Task directions:
I need each line of the entries below that includes the string "Some".

Dataset entries:
-- Opening Marker --
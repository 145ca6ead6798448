//! Enlargement: turn the visibility map's seam history into inserted
//! pixels, growing the physical buffer from `w0` to `w1`.

use crate::bias::BiasMap;
use crate::carver::Carver;
use crate::error::Result;
use crate::rigidity::RigidityMask;
use crate::state::CarverState;

impl Carver {
    /// Insert seams recorded up to level `l`, growing `w0` to
    /// `w0 + l - max_level + 1`. See `SPEC_FULL.md` §4 for the
    /// visibility-shift arithmetic this implements; it is the single
    /// hardest invariant in the whole crate.
    pub fn inflate(&mut self, l: i32) -> Result<()> {
        for aux in &mut self.attached {
            aux.inflate(l)?;
        }

        let orig_max_level = self.max_level as i32;
        let w0 = self.w0;
        let h0 = self.h0;
        let w1_signed = w0 as i32 + l - orig_max_level + 1;
        if w1_signed <= w0 as i32 {
            self.max_level = (l + 1).max(self.max_level as i32) as u32;
            return Ok(());
        }
        let w1 = w1_signed as u32;
        let channels = self.channels as usize;

        let _guard = self.state.enter(CarverState::Inflating);

        let vs_snapshot = self.vs.borrow().clone();
        let mut new_rgb = self.rgb.zeroed_like((w1 * h0) as usize * channels)?;
        let mut new_vs = if self.is_root {
            Some(crate::error::try_vec_filled(0i32, (w1 * h0) as usize)?)
        } else {
            None
        };
        let has_bias = !self.bias.is_empty();
        let mut new_bias = if has_bias {
            Some(crate::error::try_vec_filled(0.0f64, (w1 * h0) as usize)?)
        } else {
            None
        };
        let has_rigmask = !self.rigidity_mask.is_empty();
        let mut new_rigmask = if has_rigmask {
            Some(crate::error::try_vec_filled(1.0f32, (w1 * h0) as usize)?)
        } else {
            None
        };

        for y in 0..h0 {
            self.state.poll_cancelled()?;
            let mut z: usize = 0;
            for x in 0..w0 {
                let p = (y * w0 + x) as usize;
                let vs_p = vs_snapshot[p];
                if vs_p >= 2 * orig_max_level - 1 && vs_p <= l + orig_max_level - 1 {
                    let left_p = if x == 0 { p } else { (y * w0 + x - 1) as usize };
                    for ch in 0..channels {
                        let a = self.rgb.get_norm(p * channels + ch);
                        let b = self.rgb.get_norm(left_p * channels + ch);
                        new_rgb.set_norm(z * channels + ch, (a + b) / 2.0);
                    }
                    if let Some(nb) = new_bias.as_mut() {
                        nb[z] = (self.bias.at(p) + self.bias.at(left_p)) / 2.0;
                    }
                    if let Some(nr) = new_rigmask.as_mut() {
                        nr[z] = (self.rigidity_at(p) + self.rigidity_at(left_p)) / 2.0;
                    }
                    if let Some(nv) = new_vs.as_mut() {
                        nv[z] = l - vs_p + orig_max_level;
                    }
                    z += 1;
                }

                for ch in 0..channels {
                    let v = self.rgb.get_norm(p * channels + ch);
                    new_rgb.set_norm(z * channels + ch, v);
                }
                if let Some(nb) = new_bias.as_mut() {
                    nb[z] = self.bias.at(p);
                }
                if let Some(nr) = new_rigmask.as_mut() {
                    nr[z] = self.rigidity_at(p);
                }
                if let Some(nv) = new_vs.as_mut() {
                    nv[z] = if vs_p > 0 { vs_p + l - orig_max_level + 1 } else { 0 };
                }
                z += 1;
            }
            debug_assert_eq!(z, w1 as usize);
        }

        self.rgb = new_rgb;
        if let Some(nv) = new_vs {
            *self.vs.borrow_mut() = nv;
        }
        if let Some(nb) = new_bias {
            self.bias = BiasMap::from_vec(nb);
        }
        if let Some(nr) = new_rigmask {
            self.rigidity_mask = RigidityMask::from_vec(nr);
        }
        let new_len = (w1 * h0) as usize;
        self.en = crate::error::try_vec_filled(0.0f32, new_len)?;
        self.m = crate::error::try_vec_filled(0.0f32, new_len)?;
        self.least = crate::error::try_vec_filled(u32::MAX, new_len)?;
        self.nrg_uptodate = false;
        self.rcache_valid = false;
        self.level = (l + 1) as u32;
        self.max_level = (l + 1) as u32;
        self.w0 = w1;
        self.w = self.w_start;

        log::debug!("inflate: w0 {} -> {} at level {}", w0, w1, l);
        Ok(())
    }

    fn rigidity_at(&self, p: usize) -> f32 {
        if self.rigidity_mask.is_empty() {
            1.0
        } else {
            self.rigidity_mask.at(p)
        }
    }
}

#[cfg(test)]
mod tests {
    use super::*;
    use crate::pixel::PixelBuffer;

    #[test]
    fn inflate_grows_w0_and_inserts_averaged_pixels() {
        // 1 row, 4 physical pixels: values 0,10,20,30. Mark column 1
        // as removed at the deepest already-computed level (vs=1,
        // max_level=2) so inflate(2) must insert a seam there.
        let buf = PixelBuffer::U8(vec![0, 10, 20, 30]);
        let mut c = Carver::new(buf, 4, 1, 1).unwrap();
        c.init(1, 0.0).unwrap();
        c.max_level = 2;
        c.vs.borrow_mut()[1] = 1; // 2*max_level-1 == 3? need vs in [2*ml-1, l+ml-1]
        // with max_level=2: range for l=2 is [3, 3]. Set vs[1] = 3.
        c.vs.borrow_mut()[1] = 3;
        c.inflate(2).unwrap();
        assert_eq!(c.w0, 5);
        assert_eq!(c.max_level, 3);
    }

    #[test]
    fn inflate_noop_when_l_below_max_level() {
        let buf = PixelBuffer::U8(vec![0, 10, 20, 30]);
        let mut c = Carver::new(buf, 4, 1, 1).unwrap();
        c.init(1, 0.0).unwrap();
        let w0_before = c.w0;
        c.inflate(0).unwrap();
        assert_eq!(c.w0, w0_before);
    }
}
-- Closing Marker --
Written response:
            Some(crate::error::try_vec_filled(0i32, (w1 * h0) as usize)?)
            Some(crate::error::try_vec_filled(0.0f64, (w1 * h0) as usize)?)
            Some(crate::error::try_vec_filled(1.0f32, (w1 * h0) as usize)?)
                    if let Some(nb) = new_bias.as_mut() {
                    if let Some(nr) = new_rigmask.as_mut() {
                    if let Some(nv) = new_vs.as_mut() {
                if let Some(nb) = new_bias.as_mut() {
                if let Some(nr) = new_rigmask.as_mut() {
                if let Some(nv) = new_vs.as_mut() {
        if let Some(nv) = new_vs {
        if let Some(nb) = new_bias {
        if let Some(nr) = new_rigmask {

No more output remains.